DOĞRU BİR KARİYER PLANI YAPMANIN YOLLARI
Doğru bir kariyer planı için önce gençlerin kendini tanıması gerektiğini vurgulayan Elgiz Henden, “Gençlerin kendi başarılı yönlerini, geliştirmeye açık alanlarını bilmesi, karakterini objektif biçimde tanıması gerekli. Boş zamanlarımda ne yapmayı seviyorum? Okulda hangi dersleri ilgiyle takip ediyorum? Hangi becerilerim daha gelişmiş?’ sorularını gençler kendilerine sormalı. Kariyer planını yaparken önemli konulardan biride önünüzdeki olasılıkların neler olduğunu bilmenizdir. Her gün kişiye özel olabilecek meslekler, fırsatlar çıkabiliyor. Bunun için gençlerin yeni meslekler ve kariyer yolları hakkında bilgilenmesi, doğru kararı ve planı yapmasında onlara yardım edecektir. Meslek kararını verdikten sonra artık sizi bu mesleğe götürecek olan becerileri kazanmak için eylemlerde bulunmak beceri geliştirmek önem kazanıyor” şeklinde konuşuyor.

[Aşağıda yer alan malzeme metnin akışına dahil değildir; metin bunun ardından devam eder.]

//! Batch orchestration core: grouper, batch factory, state catalog,
//! per-category managers, runner/scheduler, discovery, and reference
//! `Store`/`LlmJobClient` implementations.

pub mod batch_factory;
pub mod batch_manager;
pub mod config;
pub mod discovery;
pub mod error;
pub mod facade;
pub mod file_lock;
pub mod grouper;
pub mod llm;
pub mod managers;
pub mod runner;
pub mod state_catalog;
pub mod store;

pub use batch_factory::BatchFactory;
pub use config::CoreConfig;
pub use error::OrchestratorError;
pub use facade::Facade;
pub use grouper::{CollectionGrouper, Grouper, WindowGrouper};
pub use llm::{EagerLlmClient, EagerLlmConfig};
pub use managers::{MemoriesManager, MemoryCandidatesManager, RefinementManager};
pub use runner::{run_batch, run_batches, run_pipeline, ImmediateRunPolicy, RunPolicy};
pub use store::{FileStore, InMemoryStore};
//! Shared domain types and contracts for the tapestry batch orchestrator.
//!
//! This crate is the dependency-free leaf of the workspace: every other
//! crate depends on it, it depends on nothing workspace-internal. It
//! defines the data model (§3), the state algebra (§4.3), and the
//! `Store`/`LlmJobClient`/`Pipe` contracts that the orchestration core in
//! `tapestry-core` is built against.

pub mod archive;
pub mod batch;
pub mod error;
pub mod etl_task;
pub mod ids;
pub mod llm;
pub mod memory;
pub mod pipe;
pub mod state;
pub mod store;
pub mod thread;

pub use archive::{Archive, ArchiveStatus};
pub use batch::{Batch, BatchCategory, BatchThread};
pub use error::ProtoError;
pub use etl_task::{EtlTask, EtlTaskStatus};
pub use llm::{EmbedItem, LlmJobClient, PromptItem};
pub use memory::{
    EMBEDDING_DIMENSIONS, MemorySearchResult, MemoryStatus, TapestryMemory, TapestryProfile,
};
pub use pipe::{Pipe, PipelineResult, Record};
pub use state::{ScheduleInstruction, State, StateKind};
pub use store::Store;
pub use thread::{Thread, ThreadGroup, ThreadRow};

KÜÇÜK YAŞTA SEÇME ÖZGÜRLÜĞÜ VERİLMELİ
Kariyer planlamasında yapılan en temel hatanın gençlerin kararlarına yapılan müdahaleler olduğuna değinen Üstün Dökmen de ebeveynlerin, komşuların, akrabaların çocukların meslek seçimine karışmasından yakınıyor. Meslek seçiminde temel ilkenin seçilen mesleğin kişinin yeteneğine ve hevesine uygun olması gerektiğinin altını çizen Dökmen, “İnsanların, seçeceği işi severek yapması gerekir. Meslek seçiminde para ve statü daha sonra gelmeli. Çevre önce para ve statü odaklı meslekleri düşünür. Gönülsüz seçilen bir meslek yıllarca okunup ömür boyu icra edilemez” diyor ve ekliyor “Gençler yakın bir zamanda üniversite sınavına girecek ancak çoğu hangi mesleği seçeceğini bilmiyor, puanına göre bir yer seçiyor. Çünkü küçüklükten beri bu çocuklara seçme özgürlüğü verilmedi. Çocukların ne yapacağına hep anne ve baba karar verdi. Küçük yaşlarda çocuklar, seçme özgürlüğünü kullanamadıysa ömür boyu karar vermekte sıkıntı çeker ve yaptıkları seçimlerin sorumluluğunu alamaz. Çocuk seçme özgürlüğünü kullana kullana aklını kullanmaya başlar ve uygun tercihlere yönelir. Batılı gençler hangi mesleği seçeceğine önceden karar veriyor ama bizimkiler veremiyor.”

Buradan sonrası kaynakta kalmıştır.